Note that the local watchtower is running in it’s own scope internal. If you omit this Watchtower complains as two running instances in the same scope conflict with each other.

Also, to let Watchtower read from the local docker registry you need a config.json that looks like this. See the docs for details.

{
  "auths": {
    "registry.example.com": {
       "auth": "fjkdlsjfiwejfwemølfjwsj=="
     }
  }
}

Now you can setup watchtower labels like this (aka no change) for third parties:

- com.centurylinklabs.watchtower.enable=true

and for your internal applications you do it like this

- com.centurylinklabs.watchtower.enable=true
- com.centurylinklabs.watchtower.scope=internal

Deploy an image to the registry

I’ll share the Dockerfile of this blog, as well as the docker-compose for running it on the server just as an example to track.

Dockerfile:

FROM nginxinc/nginx-unprivileged:1.25-alpine
MAINTAINER hernil

COPY ./public/ /var/www
COPY ./nginx.conf /etc/nginx/conf.d/default.conf

docker-compose

version: "3.8"
networks:
  web:
    external: true

services:
  frontend:
    image: registry.example.com/yvn/devblog:latest
    container_name: yvn_devblog
    expose:
      - 8080
    labels:
      - traefik.http.routers.yvn-devblog.rule=Host(`devblog.yvn.no`)
      - traefik.http.routers.yvn-devblog.tls=true
      - traefik.http.routers.yvn-devblog.tls.certresolver=lets-encrypt
      - com.centurylinklabs.watchtower.enable=true
      - com.centurylinklabs.watchtower.scope=internal
    networks:
      - web

To keep things simple we run the building of the docker image on our local workstation.

First authenticate with the registry

docker login registry.example.com

then build the image

docker build . --platform=linux/amd64 --tag registry.example.com/yvn/devblog:latest

then push the tag to the registry

docker push registry.example.com/yvn/devblog:latest

That’s it. Assuming you got everything right you’ll have your new image deployed within about 30 seconds.

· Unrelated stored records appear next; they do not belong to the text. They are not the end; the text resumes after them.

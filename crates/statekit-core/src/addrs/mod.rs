//! Address model
//!
//! Hierarchical addresses locate module instances, resources and resource
//! instances inside a state:
//!
//! ```text
//! module.network[0].module.subnet["a"].aws_subnet.this[2]
//! |------ module instance path ------| |- resource -||key|
//! ```
//!
//! Addresses are immutable values. Equality and ordering are structural, and
//! integer instance keys order numerically, so `foo[2]` sorts before `foo[10]`.

mod key;
mod module;
mod parse;
mod resource;

pub use key::InstanceKey;
pub use module::{ModuleInstance, ModuleInstanceStep};
pub use parse::Target;
pub use resource::{AbsResource, AbsResourceInstance, Resource, ResourceMode};
//! Lock-guarded state handle

use std::sync::{Mutex, MutexGuard};

use super::State;
use crate::{Error, Result};

/// Exclusively owned handle to one in-memory state.
///
/// Created when a command starts and dropped when it ends. Mutation goes
/// through [`StateStore::lock`], which admits a single writer at a time.
#[derive(Debug, Default)]
pub struct StateStore {
    inner: Mutex<State>,
}

impl StateStore {
    pub fn new(state: State) -> Self {
        Self {
            inner: Mutex::new(state),
        }
    }

    /// Acquire exclusive access to the state.
    pub fn lock(&self) -> Result<MutexGuard<'_, State>> {
        self.inner
            .lock()
            .map_err(|_| Error::Internal("state lock was poisoned".to_string()))
    }

    /// Consume the handle and return the state.
    pub fn into_inner(self) -> Result<State> {
        self.inner
            .into_inner()
            .map_err(|_| Error::Internal("state lock was poisoned".to_string()))
    }
}

impl From<State> for StateStore {
    fn from(state: State) -> Self {
        Self::new(state)
    }
}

You might also want to use Portainer or something similar that exposes a nice gui to browse your registry. This way you can experiment with tagging images with more meaningful tags than just latest and keep a history for convenient roll back should you need it.

Gotchas

Running Watchtower for third party services with auto updates can be a bit hazardous. Some application explicitely recommends against it as it can take down the service if there are breaking changes you haven’t handled. Tracking latest for services you are not in control of is fairly optimistic. A good middle ground here could be to track spesific versions of an application ie. the 2 tag like we do for the registry images further up. Assuming the project follows semantic versioning this should keep you out of most trouble and then you can update manually from time to time between major versions.

Follow ups

There’s a few potential follow ups to this I’d like to write at some point. I’ll update the post here if that gets done.